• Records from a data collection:
⟨

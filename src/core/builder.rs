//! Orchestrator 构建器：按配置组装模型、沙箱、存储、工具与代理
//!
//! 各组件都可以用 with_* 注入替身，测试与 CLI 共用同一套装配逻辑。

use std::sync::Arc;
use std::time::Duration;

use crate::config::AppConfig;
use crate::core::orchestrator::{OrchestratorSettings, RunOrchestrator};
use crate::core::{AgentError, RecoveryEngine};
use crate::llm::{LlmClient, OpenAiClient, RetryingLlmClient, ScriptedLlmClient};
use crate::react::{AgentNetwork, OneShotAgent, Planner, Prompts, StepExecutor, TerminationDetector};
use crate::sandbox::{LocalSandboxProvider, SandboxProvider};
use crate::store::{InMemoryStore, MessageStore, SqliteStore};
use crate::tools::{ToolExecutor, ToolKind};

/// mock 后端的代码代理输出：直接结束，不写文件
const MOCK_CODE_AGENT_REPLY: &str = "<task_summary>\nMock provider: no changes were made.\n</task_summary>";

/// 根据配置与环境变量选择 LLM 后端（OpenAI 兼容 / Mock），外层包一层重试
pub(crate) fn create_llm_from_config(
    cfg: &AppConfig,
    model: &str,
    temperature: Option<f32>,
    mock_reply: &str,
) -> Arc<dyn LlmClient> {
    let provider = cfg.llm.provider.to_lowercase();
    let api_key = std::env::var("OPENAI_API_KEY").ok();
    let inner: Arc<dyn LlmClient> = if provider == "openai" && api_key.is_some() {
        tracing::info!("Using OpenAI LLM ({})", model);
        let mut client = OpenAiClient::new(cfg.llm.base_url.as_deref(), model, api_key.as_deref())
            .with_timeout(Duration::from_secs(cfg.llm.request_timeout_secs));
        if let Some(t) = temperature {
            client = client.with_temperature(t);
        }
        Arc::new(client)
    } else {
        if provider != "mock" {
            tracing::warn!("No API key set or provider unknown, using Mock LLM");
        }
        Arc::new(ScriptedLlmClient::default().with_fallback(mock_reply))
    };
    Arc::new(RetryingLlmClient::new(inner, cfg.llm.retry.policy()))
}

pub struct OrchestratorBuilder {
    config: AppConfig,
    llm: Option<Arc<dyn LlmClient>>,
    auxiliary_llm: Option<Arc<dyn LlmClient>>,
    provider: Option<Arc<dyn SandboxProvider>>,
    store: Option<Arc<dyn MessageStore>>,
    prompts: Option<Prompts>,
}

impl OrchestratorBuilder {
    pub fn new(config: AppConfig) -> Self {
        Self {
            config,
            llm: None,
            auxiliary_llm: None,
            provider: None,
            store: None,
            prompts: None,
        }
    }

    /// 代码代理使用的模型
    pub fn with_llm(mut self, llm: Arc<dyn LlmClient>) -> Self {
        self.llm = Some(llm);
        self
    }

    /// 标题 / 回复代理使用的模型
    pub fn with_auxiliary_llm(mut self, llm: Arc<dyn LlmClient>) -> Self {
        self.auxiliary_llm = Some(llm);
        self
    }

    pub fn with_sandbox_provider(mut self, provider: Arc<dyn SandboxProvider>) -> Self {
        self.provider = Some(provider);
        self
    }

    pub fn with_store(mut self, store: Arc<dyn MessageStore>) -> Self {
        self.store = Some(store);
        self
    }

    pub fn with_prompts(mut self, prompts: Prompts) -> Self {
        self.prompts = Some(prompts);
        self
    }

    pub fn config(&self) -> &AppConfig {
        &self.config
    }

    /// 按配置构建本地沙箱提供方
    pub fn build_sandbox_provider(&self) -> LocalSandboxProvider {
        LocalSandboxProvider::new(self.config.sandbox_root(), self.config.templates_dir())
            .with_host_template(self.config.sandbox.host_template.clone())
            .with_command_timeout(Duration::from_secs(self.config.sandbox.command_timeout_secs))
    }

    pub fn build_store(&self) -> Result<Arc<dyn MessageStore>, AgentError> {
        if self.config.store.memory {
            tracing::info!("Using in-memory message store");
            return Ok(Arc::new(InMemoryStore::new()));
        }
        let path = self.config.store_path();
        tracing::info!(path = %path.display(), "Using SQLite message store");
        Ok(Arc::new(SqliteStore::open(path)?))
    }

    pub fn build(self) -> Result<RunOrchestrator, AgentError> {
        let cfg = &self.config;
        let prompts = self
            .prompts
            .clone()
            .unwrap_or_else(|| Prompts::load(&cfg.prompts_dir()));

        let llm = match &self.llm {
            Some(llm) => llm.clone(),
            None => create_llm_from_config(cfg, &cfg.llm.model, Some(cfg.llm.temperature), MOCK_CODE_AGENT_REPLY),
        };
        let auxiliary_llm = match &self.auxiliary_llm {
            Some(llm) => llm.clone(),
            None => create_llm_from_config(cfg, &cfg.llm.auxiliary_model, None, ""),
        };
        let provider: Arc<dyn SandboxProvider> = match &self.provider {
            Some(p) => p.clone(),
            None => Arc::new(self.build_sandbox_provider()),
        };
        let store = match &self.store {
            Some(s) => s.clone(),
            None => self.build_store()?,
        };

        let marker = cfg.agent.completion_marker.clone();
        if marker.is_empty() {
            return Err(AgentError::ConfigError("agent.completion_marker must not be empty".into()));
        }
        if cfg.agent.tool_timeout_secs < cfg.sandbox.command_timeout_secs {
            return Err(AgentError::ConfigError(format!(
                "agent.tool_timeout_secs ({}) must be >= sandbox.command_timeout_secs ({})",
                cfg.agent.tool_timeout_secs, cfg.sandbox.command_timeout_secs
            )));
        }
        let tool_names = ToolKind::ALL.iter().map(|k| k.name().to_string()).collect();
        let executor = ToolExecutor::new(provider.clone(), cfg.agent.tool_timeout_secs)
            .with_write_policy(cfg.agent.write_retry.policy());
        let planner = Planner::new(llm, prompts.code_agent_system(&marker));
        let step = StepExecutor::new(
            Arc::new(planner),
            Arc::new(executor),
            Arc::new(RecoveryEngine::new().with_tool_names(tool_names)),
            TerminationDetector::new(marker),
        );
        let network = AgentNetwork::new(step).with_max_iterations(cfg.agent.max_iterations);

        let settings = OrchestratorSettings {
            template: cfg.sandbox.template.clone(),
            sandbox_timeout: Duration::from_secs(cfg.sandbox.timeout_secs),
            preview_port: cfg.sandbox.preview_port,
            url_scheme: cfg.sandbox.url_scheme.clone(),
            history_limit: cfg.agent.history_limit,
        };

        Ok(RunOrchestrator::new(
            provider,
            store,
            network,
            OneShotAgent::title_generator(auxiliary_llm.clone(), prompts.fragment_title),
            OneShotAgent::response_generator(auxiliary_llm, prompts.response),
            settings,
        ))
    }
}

⟩
⟨

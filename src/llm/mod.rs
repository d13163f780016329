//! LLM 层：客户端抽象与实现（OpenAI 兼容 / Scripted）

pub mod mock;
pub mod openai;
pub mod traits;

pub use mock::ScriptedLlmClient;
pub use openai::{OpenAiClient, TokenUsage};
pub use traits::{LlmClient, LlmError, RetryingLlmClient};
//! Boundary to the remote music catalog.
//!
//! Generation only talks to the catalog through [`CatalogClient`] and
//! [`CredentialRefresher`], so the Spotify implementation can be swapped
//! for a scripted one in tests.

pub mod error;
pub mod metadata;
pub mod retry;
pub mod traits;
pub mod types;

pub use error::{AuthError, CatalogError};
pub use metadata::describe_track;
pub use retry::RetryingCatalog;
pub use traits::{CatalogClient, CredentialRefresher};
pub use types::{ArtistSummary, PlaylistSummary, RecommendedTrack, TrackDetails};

⟩

• YOUR TASK: All lines above from the line with "use std::sync::Arc;" through the line with "let mut client", both included, are to be set down exactly, with nothing else.

• RESULT OF THE EXERCISE:
use std::sync::Arc;
use std::time::Duration;

use crate::config::AppConfig;
use crate::core::orchestrator::{OrchestratorSettings, RunOrchestrator};
use crate::core::{AgentError, RecoveryEngine};
use crate::llm::{LlmClient, OpenAiClient, RetryingLlmClient, ScriptedLlmClient};
use crate::react::{AgentNetwork, OneShotAgent, Planner, Prompts, StepExecutor, TerminationDetector};
use crate::sandbox::{LocalSandboxProvider, SandboxProvider};
use crate::store::{InMemoryStore, MessageStore, SqliteStore};
use crate::tools::{ToolExecutor, ToolKind};

/// mock 后端的代码代理输出：直接结束，不写文件
const MOCK_CODE_AGENT_REPLY: &str = "<task_summary>\nMock provider: no changes were made.\n</task_summary>";

/// 根据配置与环境变量选择 LLM 后端（OpenAI 兼容 / Mock），外层包一层重试
pub(crate) fn create_llm_from_config(
    cfg: &AppConfig,
    model: &str,
    temperature: Option<f32>,
    mock_reply: &str,
) -> Arc<dyn LlmClient> {
    let provider = cfg.llm.provider.to_lowercase();
    let api_key = std::env::var("OPENAI_API_KEY").ok();
    let inner: Arc<dyn LlmClient> = if provider == "openai" && api_key.is_some() {
        tracing::info!("Using OpenAI LLM ({})", model);
        let mut client = OpenAiClient::new(cfg.llm.base_url.as_deref(), model, api_key.as_deref())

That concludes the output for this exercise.